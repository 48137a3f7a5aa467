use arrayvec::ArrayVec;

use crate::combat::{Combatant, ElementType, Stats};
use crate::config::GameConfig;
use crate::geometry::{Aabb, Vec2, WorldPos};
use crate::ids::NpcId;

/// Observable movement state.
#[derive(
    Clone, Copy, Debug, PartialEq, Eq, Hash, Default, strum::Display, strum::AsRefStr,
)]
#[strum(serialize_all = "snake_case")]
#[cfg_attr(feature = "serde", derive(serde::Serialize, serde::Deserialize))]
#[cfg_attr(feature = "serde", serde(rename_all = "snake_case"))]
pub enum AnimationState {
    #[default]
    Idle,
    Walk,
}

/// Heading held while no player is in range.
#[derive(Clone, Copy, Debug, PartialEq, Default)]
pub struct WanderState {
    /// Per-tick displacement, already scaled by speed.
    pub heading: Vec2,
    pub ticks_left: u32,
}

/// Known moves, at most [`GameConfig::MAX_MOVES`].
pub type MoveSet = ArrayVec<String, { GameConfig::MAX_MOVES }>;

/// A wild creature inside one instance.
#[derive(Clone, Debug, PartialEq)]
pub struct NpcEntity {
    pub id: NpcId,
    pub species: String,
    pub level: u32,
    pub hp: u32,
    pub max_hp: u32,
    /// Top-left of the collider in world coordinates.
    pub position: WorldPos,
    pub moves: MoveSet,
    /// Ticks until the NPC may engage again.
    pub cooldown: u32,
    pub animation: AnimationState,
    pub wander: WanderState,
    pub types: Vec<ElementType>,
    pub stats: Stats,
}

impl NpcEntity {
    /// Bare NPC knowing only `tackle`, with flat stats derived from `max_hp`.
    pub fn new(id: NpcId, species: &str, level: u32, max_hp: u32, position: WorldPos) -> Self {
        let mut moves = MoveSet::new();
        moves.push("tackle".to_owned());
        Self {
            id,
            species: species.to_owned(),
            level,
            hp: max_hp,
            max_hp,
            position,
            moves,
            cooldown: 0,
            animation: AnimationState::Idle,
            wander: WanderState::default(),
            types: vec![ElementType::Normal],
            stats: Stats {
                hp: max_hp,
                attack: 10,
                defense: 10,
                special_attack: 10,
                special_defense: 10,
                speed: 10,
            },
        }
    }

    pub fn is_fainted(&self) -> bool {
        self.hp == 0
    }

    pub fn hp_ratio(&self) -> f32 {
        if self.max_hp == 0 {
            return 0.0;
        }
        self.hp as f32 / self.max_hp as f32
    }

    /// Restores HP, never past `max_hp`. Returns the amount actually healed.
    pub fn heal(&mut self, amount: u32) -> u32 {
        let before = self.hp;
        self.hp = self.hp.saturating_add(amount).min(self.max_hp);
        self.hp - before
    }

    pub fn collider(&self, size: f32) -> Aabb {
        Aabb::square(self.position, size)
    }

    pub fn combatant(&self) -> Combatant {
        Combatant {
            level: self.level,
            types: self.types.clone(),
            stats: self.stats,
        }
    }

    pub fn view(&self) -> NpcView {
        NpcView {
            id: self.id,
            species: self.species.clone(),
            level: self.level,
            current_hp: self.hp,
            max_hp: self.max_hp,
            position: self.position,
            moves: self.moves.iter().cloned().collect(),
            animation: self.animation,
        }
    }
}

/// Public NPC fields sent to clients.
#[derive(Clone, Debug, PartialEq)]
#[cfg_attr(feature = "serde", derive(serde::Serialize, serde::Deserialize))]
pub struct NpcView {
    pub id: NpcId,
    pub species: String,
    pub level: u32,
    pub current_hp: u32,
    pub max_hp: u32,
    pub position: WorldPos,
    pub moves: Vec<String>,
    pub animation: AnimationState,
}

____________________

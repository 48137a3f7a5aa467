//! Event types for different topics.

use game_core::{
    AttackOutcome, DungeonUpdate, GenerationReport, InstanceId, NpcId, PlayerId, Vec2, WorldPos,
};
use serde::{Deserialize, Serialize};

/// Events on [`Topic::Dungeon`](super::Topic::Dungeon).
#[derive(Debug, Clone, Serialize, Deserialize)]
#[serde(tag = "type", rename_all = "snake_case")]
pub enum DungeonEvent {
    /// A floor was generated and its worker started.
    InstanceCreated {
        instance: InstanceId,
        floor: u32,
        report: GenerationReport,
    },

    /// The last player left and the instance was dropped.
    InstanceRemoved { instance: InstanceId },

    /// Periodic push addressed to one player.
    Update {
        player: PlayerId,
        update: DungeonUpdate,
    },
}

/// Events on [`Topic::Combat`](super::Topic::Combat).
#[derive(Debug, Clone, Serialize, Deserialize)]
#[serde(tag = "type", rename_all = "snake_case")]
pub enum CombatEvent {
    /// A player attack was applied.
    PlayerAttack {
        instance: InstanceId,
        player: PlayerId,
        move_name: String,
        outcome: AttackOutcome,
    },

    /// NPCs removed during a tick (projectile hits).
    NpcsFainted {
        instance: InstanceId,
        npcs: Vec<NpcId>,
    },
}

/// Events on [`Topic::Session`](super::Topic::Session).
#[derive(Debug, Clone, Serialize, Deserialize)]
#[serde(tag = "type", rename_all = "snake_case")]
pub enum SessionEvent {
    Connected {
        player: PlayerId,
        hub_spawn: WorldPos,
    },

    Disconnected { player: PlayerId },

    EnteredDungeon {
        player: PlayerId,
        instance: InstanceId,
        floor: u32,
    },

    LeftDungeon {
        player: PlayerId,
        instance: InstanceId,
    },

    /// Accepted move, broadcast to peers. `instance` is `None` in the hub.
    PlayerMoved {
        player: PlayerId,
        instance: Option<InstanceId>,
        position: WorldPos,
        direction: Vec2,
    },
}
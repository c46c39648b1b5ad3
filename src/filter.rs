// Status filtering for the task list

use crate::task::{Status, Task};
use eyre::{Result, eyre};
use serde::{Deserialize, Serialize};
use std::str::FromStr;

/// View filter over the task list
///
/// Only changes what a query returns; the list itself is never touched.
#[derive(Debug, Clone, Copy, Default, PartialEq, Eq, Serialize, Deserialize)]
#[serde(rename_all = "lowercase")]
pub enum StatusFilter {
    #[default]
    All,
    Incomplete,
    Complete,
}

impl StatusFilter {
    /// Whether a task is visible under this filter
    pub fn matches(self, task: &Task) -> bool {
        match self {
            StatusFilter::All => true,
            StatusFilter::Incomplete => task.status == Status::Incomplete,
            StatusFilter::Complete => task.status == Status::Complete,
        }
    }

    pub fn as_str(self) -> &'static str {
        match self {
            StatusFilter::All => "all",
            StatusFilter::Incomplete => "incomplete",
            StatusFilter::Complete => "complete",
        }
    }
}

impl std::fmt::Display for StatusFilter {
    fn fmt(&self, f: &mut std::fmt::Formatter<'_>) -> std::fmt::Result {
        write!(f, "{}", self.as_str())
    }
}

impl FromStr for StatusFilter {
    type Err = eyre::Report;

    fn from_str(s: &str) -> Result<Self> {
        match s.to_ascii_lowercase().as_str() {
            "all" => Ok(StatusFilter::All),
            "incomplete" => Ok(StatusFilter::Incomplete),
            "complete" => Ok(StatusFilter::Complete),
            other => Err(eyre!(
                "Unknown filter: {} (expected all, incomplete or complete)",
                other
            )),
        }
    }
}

____________________

> _PROBLEM TO SOLVE_:
Nothing but a number belongs in the answer: the number of lines above that contain "impl".

> _PROBLEM SOLUTION_:
4